Why study philosophY?


 I have always been fascinated with the human brain and the nature of consciousness. I could hardly believe it the first time I was told that everything I thought, felt, knew, believed - my entire inner universes, and everyone else's, were somehow produced in these 3 pound soggy lumps of flesh. How could it be possible?

It is truly an incredible organ. The human brain is creative, adaptive, flexible - think of all the things we have done with them. Discovered galaxies. Invented ever-increasingly complex technologies. Conceived of ourselves as agents in the world and effected change in it. It allows us to care for our families, plan for our futures. One thing that excites me about the human brain is its inherent drive to find a kind of sense: brains look for patterns.
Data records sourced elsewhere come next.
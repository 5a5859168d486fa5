use std::{
    collections::HashMap,
    sync::{Arc, Mutex, MutexGuard, PoisonError},
};

use chrono::{DateTime, TimeDelta, Utc};
use tracing::debug;
use uuid::Uuid;

use super::{DocumentSnapshot, DocumentStore, FieldValue, Fields, SnapshotSender, SnapshotStream};
use crate::errors::{FeedError, WriteError};

/// In-process document store with live feeds.
///
/// Used for local development (`STORE_BACKEND=memory`) and in tests. Every
/// write to a path is pushed to every open feed on that path.
#[derive(Debug, Clone, Default)]
pub struct MemoryStore {
    inner: Arc<Mutex<State>>,
}

#[derive(Debug, Default)]
struct State {
    documents: HashMap<String, Document>,
    watchers: HashMap<String, Vec<SnapshotSender>>,
    write_failure: Option<WriteError>,
    created: u64,
    last_update: Option<DateTime<Utc>>,
}

#[derive(Debug, Clone)]
struct Document {
    fields: Fields,
    update_time: DateTime<Utc>,
    created: u64,
}

impl State {
    fn snapshot(&self, path: &str) -> DocumentSnapshot {
        match self.documents.get(path) {
            Some(doc) => DocumentSnapshot {
                path: path.to_owned(),
                exists: true,
                fields: doc.fields.clone(),
                update_time: Some(doc.update_time),
            },
            None => DocumentSnapshot::missing(path),
        }
    }

    fn notify(&mut self, path: &str) {
        let snapshot = self.snapshot(path);
        if let Some(senders) = self.watchers.get_mut(path) {
            senders.retain(|tx| tx.send(Ok(snapshot.clone())).is_ok());
        }
    }

    /// Update times strictly increase, like a real store's document versions.
    fn tick(&mut self) -> DateTime<Utc> {
        let mut now = Utc::now();
        if let Some(last) = self.last_update {
            if now <= last {
                now = last + TimeDelta::nanoseconds(1);
            }
        }
        self.last_update = Some(now);
        now
    }

    fn store(&mut self, path: &str, fields: Fields) {
        let now = self.tick();
        let created = match self.documents.get(path) {
            Some(doc) => doc.created,
            None => {
                self.created += 1;
                self.created
            }
        };
        self.documents.insert(
            path.to_owned(),
            Document {
                fields: resolve_server_timestamps(fields, now),
                update_time: now,
                created,
            },
        );
        self.notify(path);
    }
}

fn resolve_server_timestamps(fields: Fields, now: DateTime<Utc>) -> Fields {
    fields
        .into_iter()
        .map(|(k, v)| match v {
            FieldValue::ServerTimestamp => (k, FieldValue::Timestamp(now)),
            other => (k, other),
        })
        .collect()
}

impl MemoryStore {
    pub fn new() -> Self {
        Self::default()
    }

    fn lock(&self) -> MutexGuard<'_, State> {
        self.inner.lock().unwrap_or_else(PoisonError::into_inner)
    }

    /// Replace the whole document at `path`, as another client would.
    pub fn put(&self, path: &str, fields: Fields) {
        self.lock().store(path, fields);
    }

    /// Delete the document at `path`. Open feeds see it go missing.
    pub fn remove(&self, path: &str) {
        let mut state = self.lock();
        if state.documents.remove(path).is_some() {
            state.notify(path);
        }
    }

    /// Current fields of the document at `path`.
    pub fn get(&self, path: &str) -> Option<Fields> {
        self.lock().documents.get(path).map(|d| d.fields.clone())
    }

    /// Documents directly under `collection`, in creation order.
    pub fn collection(&self, collection: &str) -> Vec<Fields> {
        let prefix = format!("{collection}/");
        let state = self.lock();
        let mut docs: Vec<&Document> = state
            .documents
            .iter()
            .filter(|(path, _)| {
                path.strip_prefix(&prefix)
                    .is_some_and(|rest| !rest.contains('/'))
            })
            .map(|(_, doc)| doc)
            .collect();
        docs.sort_by_key(|d| d.created);
        docs.into_iter().map(|d| d.fields.clone()).collect()
    }

    /// Make every subsequent write and append fail with `error` (`None` clears).
    pub fn fail_writes(&self, error: Option<WriteError>) {
        self.lock().write_failure = error;
    }

    /// Terminate every open feed on `path` with a fault.
    pub fn inject_fault(&self, path: &str, message: &str) {
        let mut state = self.lock();
        if let Some(senders) = state.watchers.remove(path) {
            let error = FeedError::Injected {
                path: path.to_owned(),
                message: message.to_owned(),
            };
            for tx in senders {
                let _ = tx.send(Err(error.clone()));
            }
        }
    }

    /// Number of feeds on `path` whose consumer is still listening.
    pub fn open_feeds(&self, path: &str) -> usize {
        self.lock()
            .watchers
            .get(path)
            .map(|senders| senders.iter().filter(|tx| !tx.is_closed()).count())
            .unwrap_or(0)
    }
}

impl DocumentStore for MemoryStore {
    fn observe(&self, path: &str) -> SnapshotStream {
        let (tx, stream) = SnapshotStream::channel();
        let mut state = self.lock();
        let _ = tx.send(Ok(state.snapshot(path)));
        let senders = state.watchers.entry(path.to_owned()).or_default();
        senders.retain(|tx| !tx.is_closed());
        senders.push(tx);
        debug!(path = %path, "memory store: feed opened");
        stream
    }

    async fn write(&self, path: &str, fields: Fields) -> Result<(), WriteError> {
        let mut state = self.lock();
        if let Some(err) = state.write_failure.clone() {
            return Err(err);
        }

        let mut merged = state
            .documents
            .get(path)
            .map(|d| d.fields.clone())
            .ok_or_else(|| WriteError::NotFound(path.to_owned()))?;
        merged.extend(fields);
        state.store(path, merged);
        debug!(path = %path, "memory store: document updated");
        Ok(())
    }

    async fn append(&self, collection: &str, fields: Fields) -> Result<(), WriteError> {
        let mut state = self.lock();
        if let Some(err) = state.write_failure.clone() {
            return Err(err);
        }

        let path = format!("{collection}/{}", Uuid::new_v4().simple());
        state.store(&path, fields);
        debug!(path = %path, "memory store: document appended");
        Ok(())
    }
}

#[cfg(test)]
mod tests {
    use super::*;

    fn fields(pairs: &[(&str, FieldValue)]) -> Fields {
        pairs
            .iter()
            .map(|(k, v)| ((*k).to_owned(), v.clone()))
            .collect()
    }

    #[tokio::test]
    async fn observe_emits_current_state_first() {
        let store = MemoryStore::new();
        store.put("sensorData/gas", fields(&[("value", FieldValue::Double(420.0))]));

        let mut feed = store.observe("sensorData/gas");
        let snap = feed.next().await.unwrap().unwrap();
        assert!(snap.exists);
        assert_eq!(snap.get("value"), Some(&FieldValue::Double(420.0)));
        assert!(snap.update_time.is_some());
    }

    #[tokio::test]
    async fn observe_missing_document_reports_absence() {
        let store = MemoryStore::new();
        let mut feed = store.observe("sensorData/gas");
        let snap = feed.next().await.unwrap().unwrap();
        assert!(!snap.exists);
    }

    #[tokio::test]
    async fn write_merges_and_notifies() {
        let store = MemoryStore::new();
        store.put(
            "controlMod/Pump",
            fields(&[
                ("status", FieldValue::Bool(true)),
                ("turnedOnTimestamp", FieldValue::Timestamp(Utc::now())),
            ]),
        );
        let mut feed = store.observe("controlMod/Pump");
        feed.next().await.unwrap().unwrap();

        store
            .write("controlMod/Pump", fields(&[("status", FieldValue::Bool(false))]))
            .await
            .unwrap();

        let snap = feed.next().await.unwrap().unwrap();
        assert_eq!(snap.get("status"), Some(&FieldValue::Bool(false)));
        assert!(matches!(snap.get("turnedOnTimestamp"), Some(FieldValue::Timestamp(_))));
    }

    #[tokio::test]
    async fn write_to_missing_document_fails() {
        let store = MemoryStore::new();
        let err = store
            .write("controlMod/Efan", fields(&[("status", FieldValue::Bool(true))]))
            .await
            .unwrap_err();
        assert_eq!(err, WriteError::NotFound("controlMod/Efan".into()));
    }

    #[tokio::test]
    async fn server_timestamps_are_resolved() {
        let store = MemoryStore::new();
        store.put("controlMod/Efan", Fields::new());
        store
            .write(
                "controlMod/Efan",
                fields(&[("turnedOnTimestamp", FieldValue::ServerTimestamp)]),
            )
            .await
            .unwrap();

        let doc = store.get("controlMod/Efan").unwrap();
        assert!(matches!(doc["turnedOnTimestamp"], FieldValue::Timestamp(_)));
    }

    #[tokio::test]
    async fn append_preserves_creation_order() {
        let store = MemoryStore::new();
        for v in [1.0, 2.0, 3.0] {
            store
                .append("sensorData/gas/historicalData", fields(&[("value", FieldValue::Double(v))]))
                .await
                .unwrap();
        }
        store.put("sensorData/gas", fields(&[("value", FieldValue::Double(9.0))]));

        let values: Vec<f64> = store
            .collection("sensorData/gas/historicalData")
            .iter()
            .filter_map(|f| f["value"].as_f64())
            .collect();
        assert_eq!(values, vec![1.0, 2.0, 3.0]);
    }

    #[tokio::test]
    async fn failing_writes_leave_documents_untouched() {
        let store = MemoryStore::new();
        store.put("controlMod/Efan", fields(&[("status", FieldValue::Bool(false))]));
        store.fail_writes(Some(WriteError::PermissionDenied("controlMod/Efan".into())));

        let err = store
            .write("controlMod/Efan", fields(&[("status", FieldValue::Bool(true))]))
            .await
            .unwrap_err();
        assert!(matches!(err, WriteError::PermissionDenied(_)));
        assert_eq!(store.get("controlMod/Efan").unwrap()["status"], FieldValue::Bool(false));
    }

    #[tokio::test]
    async fn injected_fault_ends_the_feed() {
        let store = MemoryStore::new();
        let mut feed = store.observe("sensorData/gas");
        feed.next().await.unwrap().unwrap();

        store.inject_fault("sensorData/gas", "permission-denied");

        assert!(matches!(feed.next().await, Some(Err(FeedError::Injected { .. }))));
        assert!(feed.next().await.is_none());
    }

    #[test]
    fn update_times_strictly_increase() {
        let store = MemoryStore::new();
        let mut last = None;
        for v in 0..50 {
            store.put("sensorData/gas", fields(&[("value", FieldValue::Integer(v))]));
            let now = store.lock().documents["sensorData/gas"].update_time;
            assert!(last.map_or(true, |l| now > l));
            last = Some(now);
        }
    }

    #[tokio::test]
    async fn reopening_a_feed_drops_closed_ones() {
        let store = MemoryStore::new();
        for _ in 0..5 {
            drop(store.observe("sensorData/gas"));
        }
        let _feed = store.observe("sensorData/gas");
        assert_eq!(store.lock().watchers["sensorData/gas"].len(), 1);
    }

    #[tokio::test]
    async fn dropped_feeds_are_not_counted() {
        let store = MemoryStore::new();
        let feed = store.observe("sensorData/gas");
        assert_eq!(store.open_feeds("sensorData/gas"), 1);
        drop(feed);
        assert_eq!(store.open_feeds("sensorData/gas"), 0);
    }
}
But what is a pattern, and how does the brain know? How does it find signal in the noise? And how do we get from pattern-detection to rational or interpretative processes? How is it that humans come to be understanders? Is it possible to harness the power of human understanding and ingenuity?

While I am not directly addressing these questions now, I think my background interests are partly epistemic. It’s difficult to really disentangle the way we make sense of our worlds from the experiences through which we do so.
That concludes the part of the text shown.